Taka polityka trwa już od dłuższego czasu. Najpierw wzrost cen benzyny został zahamowany, później wprowadzono zamrożenie stóp procentowych kredytów hipotecznych. Ponadto rząd prowadzi politykę obniżania kosztów energii, co oznacza, że węgierskie rodziny otrzymują energię po stałej cenie.
Gdyby tego było mało, w listopadzie ubiegłego roku Gergely Gulyás, minister odpowiedzialny za Kancelarię Premiera, ogłosił, że cena paliwa zostanie ograniczona do 480 forintów (6,13zł) za litr.
W międzyczasie jednak ceny żywności rosły.
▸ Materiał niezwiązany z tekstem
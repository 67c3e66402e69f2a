//! HTTP transport used by the scanners.
//!
//! The scanners build an [`HttpRequest`] and hand it to a [`Transport`]. The
//! production transport is a thin wrapper around `reqwest::blocking`. Tests use
//! [`MockTransport`], which replays canned responses and records every request
//! so no network access is ever needed.

use std::collections::VecDeque;
use std::fs::File;
use std::io;
use std::path::{Path, PathBuf};
use std::sync::Mutex;
use std::time::Duration;

/// Default timeout for a single request. Uploads of large files need time.
pub const DEFAULT_TIMEOUT: Duration = Duration::from_secs(300);

/// Timeout for report lookups, which carry no upload.
pub const LOOKUP_TIMEOUT: Duration = Duration::from_secs(30);

/// HTTP method of a request.
#[derive(Debug, Clone, Copy, PartialEq, Eq, Default)]
pub enum Method {
    #[default]
    Get,
    Post,
}

/// A request description, independent of the HTTP client library.
#[derive(Debug, Clone, Default, PartialEq, Eq)]
pub struct HttpRequest {
    pub method: Method,
    pub url: String,
    /// Form fields. Sent urlencoded, or as multipart parts when files are attached.
    pub fields: Vec<(String, String)>,
    /// Multipart file parts: field name and path.
    pub files: Vec<(String, PathBuf)>,
    pub headers: Vec<(String, String)>,
    /// Raw request body streamed from a file.
    pub body_file: Option<PathBuf>,
    /// Overrides the transport's timeout for this request.
    pub timeout: Option<Duration>,
}

impl HttpRequest {
    /// A GET request for `url`.
    #[must_use]
    pub fn get(url: impl Into<String>) -> Self {
        Self {
            method: Method::Get,
            url: url.into(),
            ..Default::default()
        }
    }

    /// A POST request for `url`.
    #[must_use]
    pub fn post(url: impl Into<String>) -> Self {
        Self {
            method: Method::Post,
            url: url.into(),
            ..Default::default()
        }
    }

    #[must_use]
    pub fn field(mut self, name: impl Into<String>, value: impl Into<String>) -> Self {
        self.fields.push((name.into(), value.into()));
        self
    }

    #[must_use]
    pub fn file(mut self, name: impl Into<String>, path: impl Into<PathBuf>) -> Self {
        self.files.push((name.into(), path.into()));
        self
    }

    #[must_use]
    pub fn header(mut self, name: impl Into<String>, value: impl Into<String>) -> Self {
        self.headers.push((name.into(), value.into()));
        self
    }

    /// Send the content of `path` as the raw request body.
    #[must_use]
    pub fn body_file(mut self, path: impl Into<PathBuf>) -> Self {
        self.body_file = Some(path.into());
        self
    }

    #[must_use]
    pub fn timeout(mut self, timeout: Duration) -> Self {
        self.timeout = Some(timeout);
        self
    }

    /// Value of the first form field called `name`.
    #[must_use]
    pub fn field_value(&self, name: &str) -> Option<&str> {
        self.fields
            .iter()
            .find(|(k, _)| k == name)
            .map(|(_, v)| v.as_str())
    }

    /// Value of the first header called `name` (case-insensitive).
    #[must_use]
    pub fn header_value(&self, name: &str) -> Option<&str> {
        self.headers
            .iter()
            .find(|(k, _)| k.eq_ignore_ascii_case(name))
            .map(|(_, v)| v.as_str())
    }
}

/// A response as seen by the scanners.
#[derive(Debug, Clone, Default, PartialEq, Eq)]
pub struct HttpResponse {
    pub status: u16,
    pub content_type: Option<String>,
    pub body: Vec<u8>,
}

impl HttpResponse {
    /// A 200 response with a JSON body.
    #[must_use]
    pub fn json(body: impl Into<Vec<u8>>) -> Self {
        Self {
            status: 200,
            content_type: Some("application/json".to_string()),
            body: body.into(),
        }
    }

    /// An empty response with the given status.
    #[must_use]
    pub fn status(status: u16) -> Self {
        Self {
            status,
            ..Default::default()
        }
    }
}

/// Errors raised by a transport before any response was received.
#[derive(Debug, thiserror::Error)]
pub enum TransportError {
    #[error("Request to {url} failed: {message}")]
    Request { url: String, message: String },

    #[error("Cannot attach {path}: {source}")]
    Attachment {
        path: PathBuf,
        #[source]
        source: io::Error,
    },

    #[error("Cannot use certificate file {path}: {message}")]
    Certificate { path: PathBuf, message: String },

    #[error("No response available for {0}")]
    Exhausted(String),
}

/// Something that can perform HTTP requests.
pub trait Transport: Send {
    /// Perform `request` and return the complete response.
    ///
    /// # Errors
    ///
    /// Returns a [`TransportError`] if no response could be obtained. Non-200
    /// statuses are not errors at this level.
    fn perform(&self, request: &HttpRequest) -> Result<HttpResponse, TransportError>;
}

/// Blocking `reqwest` transport.
#[derive(Debug, Clone)]
pub struct ReqwestTransport {
    client: reqwest::blocking::Client,
}

impl ReqwestTransport {
    /// Build a transport, optionally trusting an extra PEM encoded CA.
    ///
    /// # Errors
    ///
    /// Fails if the certificate cannot be read or parsed, or the client
    /// cannot be constructed.
    pub fn new(certificate_file: Option<&Path>, timeout: Duration) -> Result<Self, TransportError> {
        let mut builder = reqwest::blocking::Client::builder()
            .timeout(timeout)
            .user_agent(concat!("scan-tool/", env!("CARGO_PKG_VERSION")));

        if let Some(path) = certificate_file {
            let pem = std::fs::read(path).map_err(|e| TransportError::Certificate {
                path: path.to_path_buf(),
                message: e.to_string(),
            })?;
            let certificate =
                reqwest::Certificate::from_pem(&pem).map_err(|e| TransportError::Certificate {
                    path: path.to_path_buf(),
                    message: e.to_string(),
                })?;
            builder = builder.add_root_certificate(certificate);
        }

        let client = builder.build().map_err(|e| TransportError::Request {
            url: String::new(),
            message: e.to_string(),
        })?;
        Ok(Self { client })
    }
}

impl Transport for ReqwestTransport {
    fn perform(&self, request: &HttpRequest) -> Result<HttpResponse, TransportError> {
        let request_error = |e: reqwest::Error| TransportError::Request {
            url: request.url.clone(),
            message: e.to_string(),
        };

        let mut builder = match request.method {
            Method::Get => self.client.get(&request.url),
            Method::Post => self.client.post(&request.url),
        };
        for (name, value) in &request.headers {
            builder = builder.header(name.as_str(), value.as_str());
        }
        if let Some(timeout) = request.timeout {
            builder = builder.timeout(timeout);
        }

        if !request.files.is_empty() {
            let mut form = reqwest::blocking::multipart::Form::new();
            for (name, value) in &request.fields {
                form = form.text(name.clone(), value.clone());
            }
            for (name, path) in &request.files {
                form = form
                    .file(name.clone(), path)
                    .map_err(|source| TransportError::Attachment {
                        path: path.clone(),
                        source,
                    })?;
            }
            builder = builder.multipart(form);
        } else if let Some(path) = &request.body_file {
            let file = File::open(path).map_err(|source| TransportError::Attachment {
                path: path.clone(),
                source,
            })?;
            builder = builder.body(reqwest::blocking::Body::from(file));
        } else if !request.fields.is_empty() {
            builder = builder.form(&request.fields);
        }

        let response = builder.send().map_err(request_error)?;
        let status = response.status().as_u16();
        let content_type = response
            .headers()
            .get(reqwest::header::CONTENT_TYPE)
            .and_then(|v| v.to_str().ok())
            .map(str::to_string);
        let body = response.bytes().map_err(request_error)?.to_vec();

        Ok(HttpResponse {
            status,
            content_type,
            body,
        })
    }
}

/// In-memory transport that replays queued responses in order.
///
/// Every request is recorded and can be inspected afterwards. When the queue
/// runs dry, [`TransportError::Exhausted`] is returned, which makes accidental
/// network access visible in tests.
#[derive(Debug, Default)]
pub struct MockTransport {
    responses: Mutex<VecDeque<HttpResponse>>,
    requests: Mutex<Vec<HttpRequest>>,
}

impl MockTransport {
    #[must_use]
    pub fn new() -> Self {
        Self::default()
    }

    /// Queue `response` to be returned by the next unanswered request.
    #[must_use]
    pub fn with_response(self, response: HttpResponse) -> Self {
        self.push(response);
        self
    }

    /// Queue another response.
    pub fn push(&self, response: HttpResponse) {
        if let Ok(mut responses) = self.responses.lock() {
            responses.push_back(response);
        }
    }

    /// All requests performed so far.
    #[must_use]
    pub fn requests(&self) -> Vec<HttpRequest> {
        self.requests
            .lock()
            .map(|requests| requests.clone())
            .unwrap_or_default()
    }
}

impl Transport for MockTransport {
    fn perform(&self, request: &HttpRequest) -> Result<HttpResponse, TransportError> {
        if let Ok(mut requests) = self.requests.lock() {
            requests.push(request.clone());
        }
        self.responses
            .lock()
            .ok()
            .and_then(|mut responses| responses.pop_front())
            .ok_or_else(|| TransportError::Exhausted(request.url.clone()))
    }
}

impl<T: Transport + Sync> Transport for std::sync::Arc<T> {
    fn perform(&self, request: &HttpRequest) -> Result<HttpResponse, TransportError> {
        (**self).perform(request)
    }
}
//! Archive format implementations.

use std::fs::File;
use std::io::{self, BufReader, Read};
use std::path::Path;

use super::{read_magic, ArchiveError, ArchiveFormat, ArchiveKind, EntryInfo, EntryVisitor};

const ZIP_MAGIC: [&[u8]; 3] = [b"PK\x03\x04", b"PK\x05\x06", b"PK\x07\x08"];
const GZIP_MAGIC: &[u8] = &[0x1f, 0x8b];
const BZIP2_MAGIC: &[u8] = b"BZh";
const XZ_MAGIC: &[u8] = &[0xfd, b'7', b'z', b'X', b'Z', 0x00];
const TAR_MAGIC: &[u8] = b"ustar";
const TAR_MAGIC_OFFSET: usize = 257;

/// Zip archives, including empty ones.
#[derive(Debug, Clone, Copy, Default)]
pub struct ZipFormat;

impl ArchiveFormat for ZipFormat {
    fn kind(&self) -> ArchiveKind {
        ArchiveKind::Zip
    }

    fn detect(&self, path: &Path) -> io::Result<bool> {
        let magic = read_magic(path, 4)?;
        Ok(ZIP_MAGIC.iter().any(|m| magic.starts_with(m)))
    }

    fn for_each_entry(&self, path: &Path, visit: &mut EntryVisitor<'_>) -> Result<(), ArchiveError> {
        let mut archive = zip::ZipArchive::new(BufReader::new(File::open(path)?))?;
        for i in 0..archive.len() {
            let mut entry = archive.by_index(i)?;
            if entry.is_dir() {
                continue;
            }
            let info = EntryInfo {
                name: entry.name().to_string(),
                size: Some(entry.size()),
            };
            visit(&info, &mut entry)?;
        }
        Ok(())
    }
}

/// POSIX and GNU tar archives. Only regular files are visited.
#[derive(Debug, Clone, Copy, Default)]
pub struct TarFormat;

impl ArchiveFormat for TarFormat {
    fn kind(&self) -> ArchiveKind {
        ArchiveKind::Tar
    }

    fn detect(&self, path: &Path) -> io::Result<bool> {
        let magic = read_magic(path, TAR_MAGIC_OFFSET + TAR_MAGIC.len())?;
        Ok(magic.get(TAR_MAGIC_OFFSET..) == Some(TAR_MAGIC))
    }

    fn for_each_entry(&self, path: &Path, visit: &mut EntryVisitor<'_>) -> Result<(), ArchiveError> {
        let mut archive = tar::Archive::new(BufReader::new(File::open(path)?));
        for entry in archive.entries()? {
            let mut entry = entry?;
            if !entry.header().entry_type().is_file() {
                continue;
            }
            let info = EntryInfo {
                name: entry.path()?.to_string_lossy().into_owned(),
                size: Some(entry.size()),
            };
            visit(&info, &mut entry)?;
        }
        Ok(())
    }
}

/// Name of the single member of a compressed stream: the file name without
/// its compression suffix.
fn stream_member_name(path: &Path) -> String {
    let stem = path
        .file_stem()
        .map(|s| s.to_string_lossy().into_owned())
        .unwrap_or_default();
    let extension = path
        .extension()
        .map(|e| e.to_string_lossy().to_ascii_lowercase())
        .unwrap_or_default();
    match extension.as_str() {
        "tgz" | "tbz" | "tbz2" | "txz" => format!("{stem}.tar"),
        _ if stem.is_empty() => "data".to_string(),
        _ => stem,
    }
}

fn visit_stream(
    path: &Path,
    reader: &mut dyn Read,
    visit: &mut EntryVisitor<'_>,
) -> Result<(), ArchiveError> {
    let info = EntryInfo {
        name: stream_member_name(path),
        size: None,
    };
    visit(&info, reader)
}

/// Gzip streams, including concatenated members.
#[derive(Debug, Clone, Copy, Default)]
pub struct GzipFormat;

impl ArchiveFormat for GzipFormat {
    fn kind(&self) -> ArchiveKind {
        ArchiveKind::Gzip
    }

    fn detect(&self, path: &Path) -> io::Result<bool> {
        Ok(read_magic(path, GZIP_MAGIC.len())? == GZIP_MAGIC)
    }

    fn for_each_entry(&self, path: &Path, visit: &mut EntryVisitor<'_>) -> Result<(), ArchiveError> {
        let mut decoder = flate2::read::MultiGzDecoder::new(BufReader::new(File::open(path)?));
        visit_stream(path, &mut decoder, visit)
    }
}

/// Bzip2 streams.
#[derive(Debug, Clone, Copy, Default)]
pub struct Bzip2Format;

impl ArchiveFormat for Bzip2Format {
    fn kind(&self) -> ArchiveKind {
        ArchiveKind::Bzip2
    }

    fn detect(&self, path: &Path) -> io::Result<bool> {
        let magic = read_magic(path, BZIP2_MAGIC.len() + 1)?;
        Ok(magic.starts_with(BZIP2_MAGIC)
            && magic.get(BZIP2_MAGIC.len()).is_some_and(|b| (b'1'..=b'9').contains(b)))
    }

    fn for_each_entry(&self, path: &Path, visit: &mut EntryVisitor<'_>) -> Result<(), ArchiveError> {
        let mut decoder = bzip2::read::MultiBzDecoder::new(BufReader::new(File::open(path)?));
        visit_stream(path, &mut decoder, visit)
    }
}

/// Xz streams.
#[derive(Debug, Clone, Copy, Default)]
pub struct XzFormat;

impl ArchiveFormat for XzFormat {
    fn kind(&self) -> ArchiveKind {
        ArchiveKind::Xz
    }

    fn detect(&self, path: &Path) -> io::Result<bool> {
        Ok(read_magic(path, XZ_MAGIC.len())? == XZ_MAGIC)
    }

    fn for_each_entry(&self, path: &Path, visit: &mut EntryVisitor<'_>) -> Result<(), ArchiveError> {
        let mut decoder = xz2::read::XzDecoder::new_multi_decoder(BufReader::new(File::open(path)?));
        visit_stream(path, &mut decoder, visit)
    }
}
W odpowiedzi na to podjęto decyzję o ustaleniu limitu cen sześciu produktów. Rosnące ceny mogły źle odbić się na postrzeganiu aktualnych władz na Węgrzech, dlatego premier zdecydował się wprowadzić ww. regulacje. Nie bez znaczenia jest to, że w tym roku na Węgrzech odbędą się wybory.
Orbán nie jest jedynym, który widzi rozwiązanie w takich regulacjach. Takie pomysły pojawiły się również u nas. I to stosunkowo niedawno.
W programie "Debata Dnia" na początku stycznia w Polsat News poseł Prawa i Sprawiedliwości Kazimierz Smoliński, powiedział, że planowane jest wprowadzenie cen regulowanych. - Chcemy wprowadzić ceny regulowane na artykuły żywnościowe - chleb, cukier, mąka. Jeżeli inflacja będzie wzrastała to nawet takie rozwiązanie może zostać wprowadzone - mówił polityk.
Później wycofał te słowa, tłumacząc, że był to jego autorski pomysł na potrzeby programu.